It might not be funny to anyone else but me. Maybe not even funny haha as much as funny weird. But the condom brand name was "꽃반지" (Flower Ring). That made me think of an old Korean pop song about putting on the Flower Ring you gave me (당신이준 꽃반지 끼고). Everyone knows that song. I don't know if everyone thinks of it euphemistically as I have from that moment in the lobby of a cheap motel in Chinju. I certainly don't think the young female pop star who originally sang it many years ago ever thought of it that way. That young girl who became so popular from that song that she disappeared to the States for 10 years, returned to Cheju Island, married The Master, and spent two weeks in early 1997 entertaining me by singing that song.
Think about that.
I love the city of Chinju. I have loved it since first I went there. I love how you come up over the hill before entering town and the sides of the highway are so beautifully and colorfully landscaped. I love how you cross the river and see the Chinju Fortress. I love 촉석루 too--even though it is a difficult Korean thing to pronounce. I love the spoken accent, I love the rotaries, and I love my memories of my visit there in 1987 for the 개천예술제.
I have fond memories of going ringside to watch the great 이 준희 dominate at 씨름. I was intrigued by the cow fighting. The thing that sticks most in my memory from the first time I attended that festival is the traveling snake oil salesman. There was a large group gathered around as he spoke to them excitedly through a microphone. I couldn't really understand what he was saying, but I could understand what I saw. He brought a random child up from the audience. He forced a pill down the child's throat. He talked for a few minutes while I waited for I knew not what. He grabbed a clear glass and filled it with water. He pulled the child's pants down and scooped out a white ball from the child's crease and dropped the bolus in the glass. He stirred it up and walked around to show the shocked crowd all of the little worms that the magic pill had freed from their colonic domicile.

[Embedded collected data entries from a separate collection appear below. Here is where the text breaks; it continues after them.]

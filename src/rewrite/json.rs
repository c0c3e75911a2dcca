//! JSON reformat fallback.
//!
//! JSON has no surgical path yet: updates decode the whole document,
//! apply through the tree navigator, and re-encode with two-space
//! indentation. Original formatting is lost; the engine consults
//! `FileFormat::supports_surgical` to attribute that in its logs.

use super::Updates;
use crate::error::RewriteError;
use crate::keypath::KeyPath;
use crate::model::FileFormat;
use crate::tree::{self, parse_str};

pub(super) fn apply(content: &str, updates: &Updates) -> Result<String, RewriteError> {
    let mut root = parse_str(FileFormat::Json, content).map_err(|reason| {
        RewriteError::Encode {
            path: "(document)".to_string(),
            reason,
        }
    })?;

    for (key_path, new_value) in updates {
        let path = KeyPath::parse(key_path).map_err(|_| RewriteError::NoMatch {
            path: key_path.clone(),
        })?;
        tree::set(&mut root, &path, new_value.clone()).map_err(|_| RewriteError::NoMatch {
            path: key_path.clone(),
        })?;
    }

    serde_json::to_string_pretty(&root).map_err(|e| RewriteError::Encode {
        path: "(document)".to_string(),
        reason: e.to_string(),
    })
}
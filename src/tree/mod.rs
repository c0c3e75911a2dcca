//! In-memory tree of scalars, mappings, and ordered sequences.
//!
//! This module provides:
//! - [`Value`], the tagged variant all formats load into
//! - [`loader`]: whole-file parsing per format
//! - [`navigate`]: key-path `get`/`set` and leaf enumeration
//!
//! Mappings preserve insertion order. The surgical rewriter never
//! serializes this tree back; it works on the original bytes.

mod loader;
mod navigate;

pub use loader::{load_file, parse_str, save_file};
pub use navigate::{get, leaf_paths, set, validate_path};

use indexmap::IndexMap;
use serde::{Deserialize, Serialize};

/// A tree node: scalar, mapping, or sequence.
#[derive(Debug, Clone, PartialEq, Default, Serialize, Deserialize)]
#[serde(untagged)]
pub enum Value {
    #[default]
    Null,
    Bool(bool),
    Int(i64),
    Float(f64),
    String(String),
    Seq(Vec<Value>),
    Map(IndexMap<String, Value>),
}

impl Value {
    /// Whether this node is a leaf (not a mapping or sequence).
    #[must_use]
    pub fn is_scalar(&self) -> bool {
        !matches!(self, Self::Seq(_) | Self::Map(_))
    }

    /// Whether this node is a mapping.
    #[must_use]
    pub fn is_map(&self) -> bool {
        matches!(self, Self::Map(_))
    }

    /// String content, if this is a string scalar.
    #[must_use]
    pub fn as_str(&self) -> Option<&str> {
        match self {
            Self::String(s) => Some(s),
            _ => None,
        }
    }

    /// Node kind name for error messages.
    #[must_use]
    pub fn type_name(&self) -> &'static str {
        match self {
            Self::Null => "null",
            Self::Bool(_) => "bool",
            Self::Int(_) => "integer",
            Self::Float(_) => "float",
            Self::String(_) => "string",
            Self::Seq(_) => "sequence",
            Self::Map(_) => "mapping",
        }
    }

    /// Convert to a `serde_json::Value`, used by the JSON reformat
    /// fallback.
    #[must_use]
    pub fn to_json(&self) -> serde_json::Value {
        match self {
            Self::Null => serde_json::Value::Null,
            Self::Bool(b) => serde_json::Value::Bool(*b),
            Self::Int(n) => serde_json::Value::Number((*n).into()),
            Self::Float(f) => serde_json::Number::from_f64(*f)
                .map_or(serde_json::Value::Null, serde_json::Value::Number),
            Self::String(s) => serde_json::Value::String(s.clone()),
            Self::Seq(items) => serde_json::Value::Array(items.iter().map(Self::to_json).collect()),
            Self::Map(map) => serde_json::Value::Object(
                map.iter().map(|(k, v)| (k.clone(), v.to_json())).collect(),
            ),
        }
    }
}

impl std::fmt::Display for Value {
    /// Log-friendly rendering: scalars bare, containers as compact
    /// JSON.
    fn fmt(&self, f: &mut std::fmt::Formatter<'_>) -> std::fmt::Result {
        match self {
            Self::Null => f.write_str("null"),
            Self::Bool(b) => write!(f, "{b}"),
            Self::Int(n) => write!(f, "{n}"),
            Self::Float(x) => write!(f, "{x}"),
            Self::String(s) => f.write_str(s),
            Self::Seq(_) | Self::Map(_) => {
                let json = self.to_json();
                match serde_json::to_string(&json) {
                    Ok(text) => f.write_str(&text),
                    Err(_) => f.write_str("<unprintable>"),
                }
            }
        }
    }
}

impl From<serde_json::Value> for Value {
    fn from(value: serde_json::Value) -> Self {
        match value {
            serde_json::Value::Null => Self::Null,
            serde_json::Value::Bool(b) => Self::Bool(b),
            serde_json::Value::Number(n) => {
                if let Some(i) = n.as_i64() {
                    Self::Int(i)
                } else {
                    Self::Float(n.as_f64().unwrap_or(f64::NAN))
                }
            }
            serde_json::Value::String(s) => Self::String(s),
            serde_json::Value::Array(items) => {
                Self::Seq(items.into_iter().map(Self::from).collect())
            }
            serde_json::Value::Object(map) => {
                Self::Map(map.into_iter().map(|(k, v)| (k, Self::from(v))).collect())
            }
        }
    }
}

impl From<serde_yaml::Value> for Value {
    fn from(value: serde_yaml::Value) -> Self {
        match value {
            serde_yaml::Value::Null => Self::Null,
            serde_yaml::Value::Bool(b) => Self::Bool(b),
            serde_yaml::Value::Number(n) => {
                if let Some(i) = n.as_i64() {
                    Self::Int(i)
                } else {
                    Self::Float(n.as_f64().unwrap_or(f64::NAN))
                }
            }
            serde_yaml::Value::String(s) => Self::String(s),
            serde_yaml::Value::Sequence(items) => {
                Self::Seq(items.into_iter().map(Self::from).collect())
            }
            serde_yaml::Value::Mapping(map) => Self::Map(
                map.into_iter()
                    .map(|(k, v)| (yaml_key_string(&k), Self::from(v)))
                    .collect(),
            ),
            serde_yaml::Value::Tagged(tagged) => Self::from(tagged.value),
        }
    }
}

/// Non-string YAML mapping keys are coerced to their textual rendering.
fn yaml_key_string(key: &serde_yaml::Value) -> String {
    match key {
        serde_yaml::Value::String(s) => s.clone(),
        serde_yaml::Value::Bool(b) => b.to_string(),
        serde_yaml::Value::Number(n) => n.to_string(),
        serde_yaml::Value::Null => "null".to_string(),
        other => serde_yaml::to_string(other)
            .map(|s| s.trim_end().to_string())
            .unwrap_or_default(),
    }
}

impl From<toml::Value> for Value {
    fn from(value: toml::Value) -> Self {
        match value {
            toml::Value::String(s) => Self::String(s),
            toml::Value::Integer(i) => Self::Int(i),
            toml::Value::Float(f) => Self::Float(f),
            toml::Value::Boolean(b) => Self::Bool(b),
            toml::Value::Datetime(d) => Self::String(d.to_string()),
            toml::Value::Array(items) => Self::Seq(items.into_iter().map(Self::from).collect()),
            toml::Value::Table(table) => {
                Self::Map(table.into_iter().map(|(k, v)| (k, Self::from(v))).collect())
            }
        }
    }
}

impl From<&str> for Value {
    fn from(s: &str) -> Self {
        Self::String(s.to_string())
    }
}

impl From<i64> for Value {
    fn from(n: i64) -> Self {
        Self::Int(n)
    }
}

impl From<bool> for Value {
    fn from(b: bool) -> Self {
        Self::Bool(b)
    }
}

He brought two more children up and gave them each a pill. The kids were visibly uncomfortable having just seen what happened to the other kid. After a few minutes, the salesman pulled out a long tapeworm from each young boy. He quickly laid them out on a board and smashed them dead. He walked the board around to show us all. Quite an awesome display of on-demand de-worming. I'll never forget that scene from my first 개천예술제.
All those thoughts rushed back to me as Skylark and I entered Chinju city on our direct bus from Seoul...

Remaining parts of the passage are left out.